Readmission also has implications for the hospital’s reputation and performance, as it may indicate poor quality of care or patient satisfaction. Moreover, readmission can have adverse effects on the patient’s health and well-being, such as:
– Increased risk of infection or complications
– Worsening of symptoms or functional status
– Loss of continuity of care or social support
– Reduced trust in the health care system or providers
– Increased stress or anxiety
– Decreased quality of life
Therefore, it is essential to prevent readmission by providing effective and coordinated care for chronic cardiorespiratory patients across the continuum of care.

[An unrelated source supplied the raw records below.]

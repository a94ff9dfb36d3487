//! Reminder and test-notification dispatch as seen from the foreground view.
//!
//! Delivery goes through the background worker whenever one is reachable so
//! the notification does not depend on the view being visible. Only when no
//! worker path exists does the view show the notification itself.

use std::sync::Arc;

use tracing::{debug, info, warn};

use crate::error::{ChannelError, NotificationError};
use crate::medication::{DailyStatus, MedicationList};
use crate::notifications::{
    NotificationRequest, NotificationSink, PermissionHandle, ReminderSummary,
};
use crate::reminder::ReminderTime;

/// Sending side of the foreground-to-worker channel.
pub trait WorkerRoute: Send + Sync {
    fn schedule_reminder(&self, reminder_time: ReminderTime) -> Result<(), ChannelError>;
    fn test_notification(&self) -> Result<(), ChannelError>;
    fn send_reminder(&self, summary: ReminderSummary) -> Result<(), ChannelError>;
}

#[derive(Debug, Clone, PartialEq, Eq)]
pub enum DispatchOutcome {
    /// Nothing left to take, or no medications at all.
    NothingOutstanding,
    PermissionNotGranted,
    RoutedToWorker(Option<ReminderSummary>),
    ShownDirectly(Option<ReminderSummary>),
    /// The direct path failed too; deferred to the next tick.
    Failed(NotificationError),
}

impl DispatchOutcome {
    pub fn delivered(&self) -> bool {
        matches!(self, Self::RoutedToWorker(_) | Self::ShownDirectly(_))
    }
}

#[derive(Clone)]
pub struct Dispatcher {
    permission: PermissionHandle,
    direct: Arc<dyn NotificationSink>,
    worker: Option<Arc<dyn WorkerRoute>>,
}

impl Dispatcher {
    pub fn new(permission: PermissionHandle, direct: Arc<dyn NotificationSink>) -> Self {
        Self {
            permission,
            direct,
            worker: None,
        }
    }

    pub fn with_worker(mut self, worker: Arc<dyn WorkerRoute>) -> Self {
        self.worker = Some(worker);
        self
    }

    /// Computes what is left to take and, when anything is, delivers a reminder.
    pub fn dispatch_reminder(
        &self,
        medications: &MedicationList,
        status: &DailyStatus,
    ) -> DispatchOutcome {
        let Some(summary) = ReminderSummary::compute(medications, status) else {
            info!(
                total = medications.len(),
                "all medications taken or none configured, no reminder"
            );
            return DispatchOutcome::NothingOutstanding;
        };
        info!(
            remaining = summary.remaining.len(),
            total = summary.total,
            "sending reminder"
        );

        if !self.permission.get().is_granted() {
            warn!(permission = %self.permission.get(), "notification permission not granted");
            return DispatchOutcome::PermissionNotGranted;
        }

        if let Some(worker) = &self.worker {
            match worker.send_reminder(summary.clone()) {
                Ok(()) => return DispatchOutcome::RoutedToWorker(Some(summary)),
                Err(err) => warn!(%err, "falling back to direct reminder"),
            }
        }

        match self.direct.show(NotificationRequest::reminder(&summary)) {
            Ok(()) => DispatchOutcome::ShownDirectly(Some(summary)),
            Err(err) => {
                warn!(%err, "reminder delivery failed");
                DispatchOutcome::Failed(err)
            }
        }
    }

    /// Fires the fixed confirmation regardless of medication state.
    pub fn dispatch_test(&self) -> DispatchOutcome {
        if !self.permission.get().is_granted() {
            warn!(permission = %self.permission.get(), "enable notifications before testing");
            return DispatchOutcome::PermissionNotGranted;
        }

        if let Some(worker) = &self.worker {
            match worker.test_notification() {
                Ok(()) => return DispatchOutcome::RoutedToWorker(None),
                Err(err) => warn!(%err, "falling back to direct test notification"),
            }
        }

        match self.direct.show(NotificationRequest::test()) {
            Ok(()) => DispatchOutcome::ShownDirectly(None),
            Err(err) => {
                warn!(%err, "test notification delivery failed");
                DispatchOutcome::Failed(err)
            }
        }
    }

    /// Tells the worker about a new reminder time. Returns `false` when no
    /// worker took the message.
    pub fn schedule_reminder(&self, reminder_time: ReminderTime) -> bool {
        let Some(worker) = &self.worker else {
            debug!("no background worker, reminder runs in the view only");
            return false;
        };
        match worker.schedule_reminder(reminder_time) {
            Ok(()) => true,
            Err(err) => {
                warn!(%err, "cannot reschedule worker reminder");
                false
            }
        }
    }
}
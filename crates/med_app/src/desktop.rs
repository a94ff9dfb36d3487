//! Desktop notifications through the freedesktop / platform notification service.

use med_core::error::NotificationError;
use med_core::notifications::{NotificationRequest, NotificationSink, APP_TITLE};
use notify_rust::{Notification, Timeout};
use tracing::debug;

#[derive(Debug, Default, Clone, Copy)]
pub struct DesktopSink;

impl NotificationSink for DesktopSink {
    fn show(&self, request: NotificationRequest) -> Result<(), NotificationError> {
        let mut notification = Notification::new();
        notification
            .appname(APP_TITLE)
            .summary(&request.title)
            .body(&request.body)
            .icon("appointment-soon");
        for button in &request.actions {
            notification.action(button.action.id(), &button.title);
        }
        if request.require_interaction {
            notification.timeout(Timeout::Never);
        }
        notification
            .show()
            .map_err(|err| NotificationError::Delivery(err.to_string()))?;
        debug!(tag = %request.tag, "desktop notification shown");
        Ok(())
    }
}
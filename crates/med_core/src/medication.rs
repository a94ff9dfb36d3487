use std::collections::BTreeMap;

use serde::{Deserialize, Serialize};

use crate::error::ParseError;

/// Ordered list of unique medication names, in insertion order.
#[derive(Debug, Clone, Default, PartialEq, Eq, Serialize, Deserialize)]
#[serde(transparent)]
pub struct MedicationList(Vec<String>);

impl MedicationList {
    pub fn new() -> Self {
        Self::default()
    }

    /// Builds a list from stored names, dropping repeats after the first.
    pub fn from_names<I, S>(names: I) -> Self
    where
        I: IntoIterator<Item = S>,
        S: Into<String>,
    {
        let mut list = Self::new();
        for name in names {
            let name = name.into();
            if !list.contains(&name) {
                list.0.push(name);
            }
        }
        list
    }

    /// Appends a trimmed name. Matching is exact and case-sensitive.
    pub fn add(&mut self, name: &str) -> Result<&str, ParseError> {
        let name = name.trim();
        if name.is_empty() {
            return Err(ParseError::EmptyName);
        }
        if self.contains(name) {
            return Err(ParseError::DuplicateName(name.to_string()));
        }
        self.0.push(name.to_string());
        Ok(self.0.last().map(String::as_str).unwrap_or_default())
    }

    pub fn remove_at(&mut self, index: usize) -> Option<String> {
        if index < self.0.len() {
            Some(self.0.remove(index))
        } else {
            None
        }
    }

    pub fn contains(&self, name: &str) -> bool {
        self.0.iter().any(|existing| existing == name)
    }

    pub fn names(&self) -> &[String] {
        &self.0
    }

    pub fn iter(&self) -> impl Iterator<Item = &str> {
        self.0.iter().map(String::as_str)
    }

    pub fn len(&self) -> usize {
        self.0.len()
    }

    pub fn is_empty(&self) -> bool {
        self.0.is_empty()
    }
}

/// Per-day "taken" flags keyed by medication name. A missing key means not taken.
#[derive(Debug, Clone, Default, PartialEq, Eq, Serialize, Deserialize)]
#[serde(transparent)]
pub struct DailyStatus(BTreeMap<String, bool>);

impl DailyStatus {
    pub fn new() -> Self {
        Self::default()
    }

    pub fn is_taken(&self, name: &str) -> bool {
        self.0.get(name).copied().unwrap_or(false)
    }

    pub fn set(&mut self, name: &str, taken: bool) {
        self.0.insert(name.to_string(), taken);
    }

    /// Flips the flag and returns the new value.
    pub fn toggle(&mut self, name: &str) -> bool {
        let taken = !self.is_taken(name);
        self.set(name, taken);
        taken
    }

    pub fn forget(&mut self, name: &str) {
        self.0.remove(name);
    }

    pub fn clear(&mut self) {
        self.0.clear();
    }

    pub fn is_empty(&self) -> bool {
        self.0.is_empty()
    }
}

#[derive(Debug, Clone, Copy, PartialEq, Eq)]
pub struct Progress {
    pub completed: usize,
    pub total: usize,
}

impl Progress {
    pub fn of(medications: &MedicationList, status: &DailyStatus) -> Self {
        let completed = medications
            .iter()
            .filter(|name| status.is_taken(name))
            .count();
        Self {
            completed,
            total: medications.len(),
        }
    }

    pub fn percentage(&self) -> f64 {
        if self.total == 0 {
            return 0.0;
        }
        self.completed as f64 / self.total as f64 * 100.0
    }

    pub fn is_complete(&self) -> bool {
        self.completed >= self.total
    }
}
use std::fmt;
use std::str::FromStr;
use std::sync::Arc;

use parking_lot::{Mutex, RwLock};
use serde::{Deserialize, Serialize};

use crate::error::{NotificationError, ParseError};
use crate::medication::{DailyStatus, MedicationList};

pub const APP_TITLE: &str = "Medikamenten-Erinnerung";
pub const REMINDER_TITLE: &str = "⏰ Medikamenten-Erinnerung";
pub const REMINDER_TAG: &str = "medication-reminder";
pub const TEST_TAG: &str = "test-notification";
pub const ICON: &str = "./icon-192.png";
pub const APP_URL: &str = "./";

const REMINDER_VIBRATION: [u32; 5] = [200, 100, 200, 100, 200];
const TEST_VIBRATION: [u32; 3] = [200, 100, 200];

/// Outstanding medications for a reminder. Only built when something is left to take.
#[derive(Debug, Clone, PartialEq, Eq, Serialize, Deserialize)]
pub struct ReminderSummary {
    pub remaining: Vec<String>,
    pub total: usize,
    pub completed: usize,
}

impl ReminderSummary {
    /// Returns `None` when there is nothing to remind about: no medications,
    /// or every listed medication is marked taken.
    pub fn compute(medications: &MedicationList, status: &DailyStatus) -> Option<Self> {
        let total = medications.len();
        let remaining: Vec<String> = medications
            .iter()
            .filter(|name| !status.is_taken(name))
            .map(str::to_string)
            .collect();
        let completed = total - remaining.len();
        if total == 0 || completed == total {
            return None;
        }
        Some(Self {
            remaining,
            total,
            completed,
        })
    }
}

#[derive(Debug, Clone, Copy, PartialEq, Eq, Hash, Serialize, Deserialize)]
#[serde(rename_all = "lowercase")]
pub enum NotificationAction {
    View,
    Dismiss,
}

impl NotificationAction {
    pub fn id(self) -> &'static str {
        match self {
            Self::View => "view",
            Self::Dismiss => "dismiss",
        }
    }

    pub fn label(self) -> &'static str {
        match self {
            Self::View => "Anzeigen",
            Self::Dismiss => "Schließen",
        }
    }
}

impl FromStr for NotificationAction {
    type Err = ParseError;

    fn from_str(s: &str) -> Result<Self, Self::Err> {
        match s.trim() {
            "view" => Ok(Self::View),
            "dismiss" => Ok(Self::Dismiss),
            other => Err(ParseError::UnknownAction(other.to_string())),
        }
    }
}

#[derive(Debug, Clone, PartialEq, Eq, Serialize, Deserialize)]
pub struct ActionButton {
    pub action: NotificationAction,
    pub title: String,
}

impl From<NotificationAction> for ActionButton {
    fn from(action: NotificationAction) -> Self {
        Self {
            action,
            title: action.label().to_string(),
        }
    }
}

#[derive(Debug, Clone, PartialEq, Eq, Serialize, Deserialize)]
pub struct NotificationRequest {
    pub title: String,
    pub body: String,
    pub tag: String,
    pub icon: String,
    pub require_interaction: bool,
    pub vibrate: Vec<u32>,
    pub actions: Vec<ActionButton>,
    pub url: Option<String>,
}

impl NotificationRequest {
    /// Reminder listing the outstanding medications by name.
    pub fn reminder(summary: &ReminderSummary) -> Self {
        let body = format!(
            "Sie haben noch {} von {} Medikament(en) zu nehmen:\n{}",
            summary.remaining.len(),
            summary.total,
            summary.remaining.join(", ")
        );
        Self::reminder_with_body(body)
    }

    /// Reminder for when only the stored state was available and names are not listed.
    pub fn generic_reminder() -> Self {
        Self::reminder_with_body(
            "Es ist Zeit für Ihre Medikamente. Öffnen Sie die App, um zu sehen, was noch fehlt."
                .to_string(),
        )
    }

    /// Fixed confirmation used to validate permission and delivery.
    pub fn test() -> Self {
        Self {
            title: APP_TITLE.to_string(),
            body: "Test-Benachrichtigung erfolgreich! 🎉".to_string(),
            tag: TEST_TAG.to_string(),
            icon: ICON.to_string(),
            require_interaction: false,
            vibrate: TEST_VIBRATION.to_vec(),
            actions: Vec::new(),
            url: None,
        }
    }

    fn reminder_with_body(body: String) -> Self {
        Self {
            title: REMINDER_TITLE.to_string(),
            body,
            tag: REMINDER_TAG.to_string(),
            icon: ICON.to_string(),
            require_interaction: true,
            vibrate: REMINDER_VIBRATION.to_vec(),
            actions: vec![
                NotificationAction::View.into(),
                NotificationAction::Dismiss.into(),
            ],
            url: Some(APP_URL.to_string()),
        }
    }
}

/// Host notification permission.
#[derive(Debug, Clone, Copy, Default, PartialEq, Eq, Serialize, Deserialize)]
#[serde(rename_all = "lowercase")]
pub enum Permission {
    Granted,
    Denied,
    /// Not asked yet.
    #[default]
    Default,
}

impl Permission {
    pub fn is_granted(self) -> bool {
        matches!(self, Self::Granted)
    }

    pub fn status_line(self) -> &'static str {
        match self {
            Self::Granted => "Status: ✅ Benachrichtigungen aktiviert",
            Self::Denied => {
                "Status: ❌ Benachrichtigungen blockiert (in Browsereinstellungen ändern)"
            }
            Self::Default => "Status: ⚠️ Benachrichtigungen nicht aktiviert",
        }
    }
}

impl fmt::Display for Permission {
    fn fmt(&self, f: &mut fmt::Formatter<'_>) -> fmt::Result {
        f.write_str(match self {
            Self::Granted => "granted",
            Self::Denied => "denied",
            Self::Default => "default",
        })
    }
}

impl FromStr for Permission {
    type Err = String;

    fn from_str(s: &str) -> Result<Self, Self::Err> {
        match s.trim().to_ascii_lowercase().as_str() {
            "granted" => Ok(Self::Granted),
            "denied" => Ok(Self::Denied),
            "default" | "prompt" => Ok(Self::Default),
            other => Err(format!("unknown permission state `{other}`")),
        }
    }
}

/// Permission state shared by every context of one host.
#[derive(Debug, Clone, Default)]
pub struct PermissionHandle(Arc<RwLock<Permission>>);

impl PermissionHandle {
    pub fn new(permission: Permission) -> Self {
        Self(Arc::new(RwLock::new(permission)))
    }

    pub fn get(&self) -> Permission {
        *self.0.read()
    }

    /// Applies the user's answer to a permission prompt. Only an unanswered
    /// prompt can change; a denial sticks until changed in host settings.
    pub fn resolve(&self, answer: Permission) -> Permission {
        let mut current = self.0.write();
        if *current == Permission::Default {
            *current = answer;
        }
        *current
    }

    pub fn set(&self, permission: Permission) {
        *self.0.write() = permission;
    }
}

/// Platform-specific notification adapters implement this trait.
pub trait NotificationSink: Send + Sync {
    fn show(&self, notification: NotificationRequest) -> Result<(), NotificationError>;

    fn close(&self, _tag: &str) {}
}

/// Sink that only writes the notification to the log.
#[derive(Debug, Default, Clone, Copy)]
pub struct LogSink;

impl NotificationSink for LogSink {
    fn show(&self, notification: NotificationRequest) -> Result<(), NotificationError> {
        tracing::info!(
            title = %notification.title,
            tag = %notification.tag,
            body = %notification.body,
            "notification shown"
        );
        Ok(())
    }
}

/// Sink that keeps every shown notification in memory.
#[derive(Debug, Default)]
pub struct RecordingSink {
    shown: Mutex<Vec<NotificationRequest>>,
    closed: Mutex<Vec<String>>,
}

impl RecordingSink {
    pub fn new() -> Self {
        Self::default()
    }

    pub fn shown(&self) -> Vec<NotificationRequest> {
        self.shown.lock().clone()
    }

    pub fn closed(&self) -> Vec<String> {
        self.closed.lock().clone()
    }

    pub fn count_tagged(&self, tag: &str) -> usize {
        self.shown.lock().iter().filter(|n| n.tag == tag).count()
    }
}

impl NotificationSink for RecordingSink {
    fn show(&self, notification: NotificationRequest) -> Result<(), NotificationError> {
        self.shown.lock().push(notification);
        Ok(())
    }

    fn close(&self, tag: &str) {
        self.closed.lock().push(tag.to_string());
    }
}
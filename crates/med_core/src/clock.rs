//! Host-local wall clock.
//!
//! Both contexts read "now" through [`Clock`] so that tick decisions can be
//! driven deterministically in tests. No timezone conversion happens anywhere:
//! the naive local date and time are what the device reports.

use chrono::{Duration, Local, NaiveDate, NaiveDateTime};
use parking_lot::Mutex;

pub trait Clock: Send + Sync {
    fn now(&self) -> NaiveDateTime;

    fn today(&self) -> NaiveDate {
        self.now().date()
    }
}

#[derive(Debug, Default, Clone, Copy)]
pub struct SystemClock;

impl Clock for SystemClock {
    fn now(&self) -> NaiveDateTime {
        Local::now().naive_local()
    }
}

/// Clock whose reading only changes when told to.
#[derive(Debug)]
pub struct ManualClock {
    now: Mutex<NaiveDateTime>,
}

impl ManualClock {
    pub fn new(now: NaiveDateTime) -> Self {
        Self {
            now: Mutex::new(now),
        }
    }

    pub fn set(&self, now: NaiveDateTime) {
        *self.now.lock() = now;
    }

    pub fn advance(&self, by: Duration) {
        let mut now = self.now.lock();
        *now += by;
    }
}

impl Clock for ManualClock {
    fn now(&self) -> NaiveDateTime {
        *self.now.lock()
    }
}

/// String form of a calendar date as persisted in the day markers.
pub fn date_marker(date: NaiveDate) -> String {
    date.format("%Y-%m-%d").to_string()
}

This can benefit both the hospital and the patient by improving outcomes, reducing costs, and enhancing satisfaction.
Works Cited
Bourbeau J., et al. “Reducing Hospital Utilization in Patients with Chronic Obstructive Pulmonary Disease.” Annals of Internal Medicine 146.8 (2007): 585–593.
Holland R., et al. “Home-Based Support for Discharged Chronic Obstructive Pulmonary Disease Patients: A Systematic Review and Meta-Analysis.” International Journal of Chronic Obstructive Pulmonary Disease 12 (2017): 2349–2362.
Krumholz H.M., et al. “Hospital Readmission after Discharge for Acute Decompensated Heart Failure: A Target for Quality Improvement.” American Heart Journal 144.4 (2002): 698–704.
Spruit M.A., et al. “An Official American Thoracic Society/European Respiratory Society Statement: Key Concepts and Advances in Pulmonary Rehabilitation.” American Journal of Respiratory and Critical Care Medicine 188.8 (2013): e13–e64.